◆ WHAT THE EXERCISE ASKS
When the word "SnapshotSummary" appears in a line of the data below, list that line.

____

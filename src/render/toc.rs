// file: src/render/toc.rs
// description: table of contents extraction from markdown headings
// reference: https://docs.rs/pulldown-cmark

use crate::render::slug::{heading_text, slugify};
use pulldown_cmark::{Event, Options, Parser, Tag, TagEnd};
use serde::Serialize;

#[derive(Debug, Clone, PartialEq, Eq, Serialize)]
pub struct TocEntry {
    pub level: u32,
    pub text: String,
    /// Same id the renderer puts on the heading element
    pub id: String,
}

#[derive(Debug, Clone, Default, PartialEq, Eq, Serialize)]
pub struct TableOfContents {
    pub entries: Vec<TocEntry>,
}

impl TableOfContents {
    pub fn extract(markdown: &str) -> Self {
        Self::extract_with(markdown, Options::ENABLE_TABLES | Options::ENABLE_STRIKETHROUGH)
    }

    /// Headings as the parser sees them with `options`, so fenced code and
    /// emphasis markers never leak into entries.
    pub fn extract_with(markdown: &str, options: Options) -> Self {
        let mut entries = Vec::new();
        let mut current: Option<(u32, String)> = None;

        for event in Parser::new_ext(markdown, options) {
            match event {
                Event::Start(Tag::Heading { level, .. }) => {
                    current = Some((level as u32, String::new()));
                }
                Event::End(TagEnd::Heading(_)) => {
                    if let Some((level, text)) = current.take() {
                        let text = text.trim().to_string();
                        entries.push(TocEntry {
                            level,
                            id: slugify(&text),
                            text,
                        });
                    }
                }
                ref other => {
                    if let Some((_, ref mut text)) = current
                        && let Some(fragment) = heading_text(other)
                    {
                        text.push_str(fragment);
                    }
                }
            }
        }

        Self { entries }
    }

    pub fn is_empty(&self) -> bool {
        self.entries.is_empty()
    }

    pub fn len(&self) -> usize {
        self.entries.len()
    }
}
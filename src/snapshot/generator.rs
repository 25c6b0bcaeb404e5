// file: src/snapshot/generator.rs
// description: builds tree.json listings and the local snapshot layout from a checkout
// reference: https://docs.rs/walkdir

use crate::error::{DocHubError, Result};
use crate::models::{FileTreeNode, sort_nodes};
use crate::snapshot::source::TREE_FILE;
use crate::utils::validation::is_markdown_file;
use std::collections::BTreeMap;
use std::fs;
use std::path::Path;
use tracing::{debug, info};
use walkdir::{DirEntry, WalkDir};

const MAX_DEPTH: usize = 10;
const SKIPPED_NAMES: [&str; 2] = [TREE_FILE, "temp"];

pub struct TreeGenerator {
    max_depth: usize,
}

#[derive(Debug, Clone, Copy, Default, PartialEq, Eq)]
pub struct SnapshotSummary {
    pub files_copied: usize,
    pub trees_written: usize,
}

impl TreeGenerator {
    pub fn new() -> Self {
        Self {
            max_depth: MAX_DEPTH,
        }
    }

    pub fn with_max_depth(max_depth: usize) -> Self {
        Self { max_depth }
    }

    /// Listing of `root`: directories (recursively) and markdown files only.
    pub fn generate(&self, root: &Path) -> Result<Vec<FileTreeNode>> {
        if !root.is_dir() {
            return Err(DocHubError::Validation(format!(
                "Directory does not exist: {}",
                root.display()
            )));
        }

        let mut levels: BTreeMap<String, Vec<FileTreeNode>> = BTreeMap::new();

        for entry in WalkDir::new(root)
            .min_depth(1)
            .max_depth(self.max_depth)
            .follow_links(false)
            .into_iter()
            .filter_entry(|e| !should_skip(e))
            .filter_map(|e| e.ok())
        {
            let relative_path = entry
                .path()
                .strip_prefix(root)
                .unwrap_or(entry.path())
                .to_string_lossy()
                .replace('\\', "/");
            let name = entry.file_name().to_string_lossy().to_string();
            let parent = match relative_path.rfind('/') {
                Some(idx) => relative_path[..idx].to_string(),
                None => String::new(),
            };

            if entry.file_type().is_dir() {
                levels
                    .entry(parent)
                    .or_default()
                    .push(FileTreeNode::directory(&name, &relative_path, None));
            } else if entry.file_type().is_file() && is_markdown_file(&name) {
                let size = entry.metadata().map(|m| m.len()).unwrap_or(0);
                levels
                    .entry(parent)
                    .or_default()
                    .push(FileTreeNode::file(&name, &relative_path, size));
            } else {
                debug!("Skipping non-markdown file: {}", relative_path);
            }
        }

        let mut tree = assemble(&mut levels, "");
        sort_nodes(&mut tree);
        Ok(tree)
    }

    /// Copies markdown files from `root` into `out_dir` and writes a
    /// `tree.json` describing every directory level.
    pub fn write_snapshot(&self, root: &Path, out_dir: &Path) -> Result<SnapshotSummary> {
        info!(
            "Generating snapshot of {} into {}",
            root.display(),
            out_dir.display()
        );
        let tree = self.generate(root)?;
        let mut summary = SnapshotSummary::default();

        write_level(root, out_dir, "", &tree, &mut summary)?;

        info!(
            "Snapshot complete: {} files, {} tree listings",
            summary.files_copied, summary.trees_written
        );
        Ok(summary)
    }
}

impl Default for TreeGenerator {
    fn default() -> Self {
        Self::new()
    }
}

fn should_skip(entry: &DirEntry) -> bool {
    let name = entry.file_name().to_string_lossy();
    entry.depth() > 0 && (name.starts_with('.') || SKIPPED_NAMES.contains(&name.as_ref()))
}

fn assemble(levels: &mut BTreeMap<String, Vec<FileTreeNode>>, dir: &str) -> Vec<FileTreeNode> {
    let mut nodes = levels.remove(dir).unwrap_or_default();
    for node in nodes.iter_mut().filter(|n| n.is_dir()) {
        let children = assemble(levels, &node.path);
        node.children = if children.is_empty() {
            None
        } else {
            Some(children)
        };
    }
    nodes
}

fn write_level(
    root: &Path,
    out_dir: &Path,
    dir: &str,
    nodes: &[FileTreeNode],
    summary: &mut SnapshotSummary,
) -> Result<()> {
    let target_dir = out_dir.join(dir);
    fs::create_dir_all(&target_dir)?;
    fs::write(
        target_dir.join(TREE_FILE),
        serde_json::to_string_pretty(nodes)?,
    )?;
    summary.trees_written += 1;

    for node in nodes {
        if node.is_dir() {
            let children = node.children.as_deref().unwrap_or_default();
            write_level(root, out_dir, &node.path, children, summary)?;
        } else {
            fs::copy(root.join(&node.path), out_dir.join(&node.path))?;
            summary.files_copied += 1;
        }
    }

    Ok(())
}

____

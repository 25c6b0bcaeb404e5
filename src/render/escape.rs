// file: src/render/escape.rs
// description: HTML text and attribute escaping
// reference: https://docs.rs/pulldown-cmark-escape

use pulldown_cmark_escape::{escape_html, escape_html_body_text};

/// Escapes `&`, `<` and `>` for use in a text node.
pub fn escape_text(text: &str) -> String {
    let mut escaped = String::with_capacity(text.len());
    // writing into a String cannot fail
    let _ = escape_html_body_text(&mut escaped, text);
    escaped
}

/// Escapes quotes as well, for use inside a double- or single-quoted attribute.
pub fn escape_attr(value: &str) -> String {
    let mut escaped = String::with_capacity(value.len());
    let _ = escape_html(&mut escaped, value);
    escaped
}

____

◆ TASK RESPONSE
pub struct SnapshotSummary {
    pub fn write_snapshot(&self, root: &Path, out_dir: &Path) -> Result<SnapshotSummary> {
        let mut summary = SnapshotSummary::default();
    summary: &mut SnapshotSummary,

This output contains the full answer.